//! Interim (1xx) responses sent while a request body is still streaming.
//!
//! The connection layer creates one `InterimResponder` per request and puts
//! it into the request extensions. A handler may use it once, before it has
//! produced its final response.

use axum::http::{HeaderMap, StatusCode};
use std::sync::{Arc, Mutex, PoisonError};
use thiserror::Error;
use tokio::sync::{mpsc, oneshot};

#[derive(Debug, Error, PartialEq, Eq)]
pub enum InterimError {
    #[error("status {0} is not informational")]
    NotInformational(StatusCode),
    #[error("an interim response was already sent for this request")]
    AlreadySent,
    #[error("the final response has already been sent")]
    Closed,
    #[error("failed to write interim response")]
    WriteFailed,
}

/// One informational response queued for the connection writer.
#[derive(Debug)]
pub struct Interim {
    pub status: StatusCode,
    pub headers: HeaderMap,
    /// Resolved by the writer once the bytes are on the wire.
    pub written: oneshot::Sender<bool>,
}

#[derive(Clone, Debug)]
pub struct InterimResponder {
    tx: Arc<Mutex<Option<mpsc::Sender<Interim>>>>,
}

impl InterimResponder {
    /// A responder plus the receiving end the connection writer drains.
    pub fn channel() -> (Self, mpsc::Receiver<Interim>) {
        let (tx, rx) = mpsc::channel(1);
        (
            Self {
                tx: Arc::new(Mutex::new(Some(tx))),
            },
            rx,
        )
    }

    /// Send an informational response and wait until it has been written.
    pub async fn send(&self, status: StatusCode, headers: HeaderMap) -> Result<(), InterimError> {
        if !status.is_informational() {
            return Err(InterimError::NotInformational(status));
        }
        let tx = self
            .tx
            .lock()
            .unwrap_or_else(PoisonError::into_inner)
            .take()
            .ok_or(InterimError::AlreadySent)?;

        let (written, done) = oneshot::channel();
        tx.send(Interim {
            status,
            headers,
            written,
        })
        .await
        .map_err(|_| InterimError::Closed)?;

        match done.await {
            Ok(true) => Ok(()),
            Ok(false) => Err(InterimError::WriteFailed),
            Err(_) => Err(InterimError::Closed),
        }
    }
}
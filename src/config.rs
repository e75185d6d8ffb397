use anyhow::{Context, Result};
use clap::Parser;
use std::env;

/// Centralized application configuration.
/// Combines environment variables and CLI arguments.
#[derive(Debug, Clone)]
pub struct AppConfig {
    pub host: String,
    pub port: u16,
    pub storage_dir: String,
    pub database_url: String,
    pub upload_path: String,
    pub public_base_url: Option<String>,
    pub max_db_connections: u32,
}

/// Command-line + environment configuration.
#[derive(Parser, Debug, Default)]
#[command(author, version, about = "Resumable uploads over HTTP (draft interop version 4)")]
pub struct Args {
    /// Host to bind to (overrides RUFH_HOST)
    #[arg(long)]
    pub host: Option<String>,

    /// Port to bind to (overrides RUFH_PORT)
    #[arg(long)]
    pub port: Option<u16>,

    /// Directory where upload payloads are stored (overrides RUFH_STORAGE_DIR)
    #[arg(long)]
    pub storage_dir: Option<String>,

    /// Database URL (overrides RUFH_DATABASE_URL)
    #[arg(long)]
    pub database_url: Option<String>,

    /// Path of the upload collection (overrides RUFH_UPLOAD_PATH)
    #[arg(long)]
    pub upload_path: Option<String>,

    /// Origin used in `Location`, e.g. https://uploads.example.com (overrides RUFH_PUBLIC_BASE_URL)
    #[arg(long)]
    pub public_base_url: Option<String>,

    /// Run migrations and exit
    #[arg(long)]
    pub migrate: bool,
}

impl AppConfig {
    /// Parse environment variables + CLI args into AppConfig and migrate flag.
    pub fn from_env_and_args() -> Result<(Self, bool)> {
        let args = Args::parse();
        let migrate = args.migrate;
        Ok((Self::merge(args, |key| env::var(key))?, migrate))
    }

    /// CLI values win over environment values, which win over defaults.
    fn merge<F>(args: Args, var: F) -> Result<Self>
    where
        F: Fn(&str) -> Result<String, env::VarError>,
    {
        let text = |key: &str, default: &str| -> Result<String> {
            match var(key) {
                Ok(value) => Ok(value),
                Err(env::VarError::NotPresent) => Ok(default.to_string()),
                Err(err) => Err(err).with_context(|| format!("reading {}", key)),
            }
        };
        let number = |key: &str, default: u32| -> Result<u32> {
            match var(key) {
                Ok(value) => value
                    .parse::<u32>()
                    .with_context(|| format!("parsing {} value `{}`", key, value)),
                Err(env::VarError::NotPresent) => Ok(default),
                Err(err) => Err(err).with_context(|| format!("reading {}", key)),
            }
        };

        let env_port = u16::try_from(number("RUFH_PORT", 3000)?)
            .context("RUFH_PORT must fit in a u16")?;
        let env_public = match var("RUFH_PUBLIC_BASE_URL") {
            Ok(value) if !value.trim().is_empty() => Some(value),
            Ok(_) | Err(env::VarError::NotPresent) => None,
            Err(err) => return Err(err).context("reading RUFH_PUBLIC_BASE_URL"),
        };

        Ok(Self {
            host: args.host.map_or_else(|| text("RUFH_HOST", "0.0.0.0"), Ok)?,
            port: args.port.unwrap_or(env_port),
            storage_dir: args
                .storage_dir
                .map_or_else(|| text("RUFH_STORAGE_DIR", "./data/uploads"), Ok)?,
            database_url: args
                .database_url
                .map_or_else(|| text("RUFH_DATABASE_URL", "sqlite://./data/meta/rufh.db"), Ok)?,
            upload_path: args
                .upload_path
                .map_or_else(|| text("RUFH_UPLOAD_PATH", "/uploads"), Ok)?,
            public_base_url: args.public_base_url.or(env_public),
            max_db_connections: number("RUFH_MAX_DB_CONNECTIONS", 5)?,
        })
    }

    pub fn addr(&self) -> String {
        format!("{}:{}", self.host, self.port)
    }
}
•••••
All lines from the listing above that include "written" should be shown.

    pub written: oneshot::Sender<bool>,
    /// Send an informational response and wait until it has been written.
        let (written, done) = oneshot::channel();
            written,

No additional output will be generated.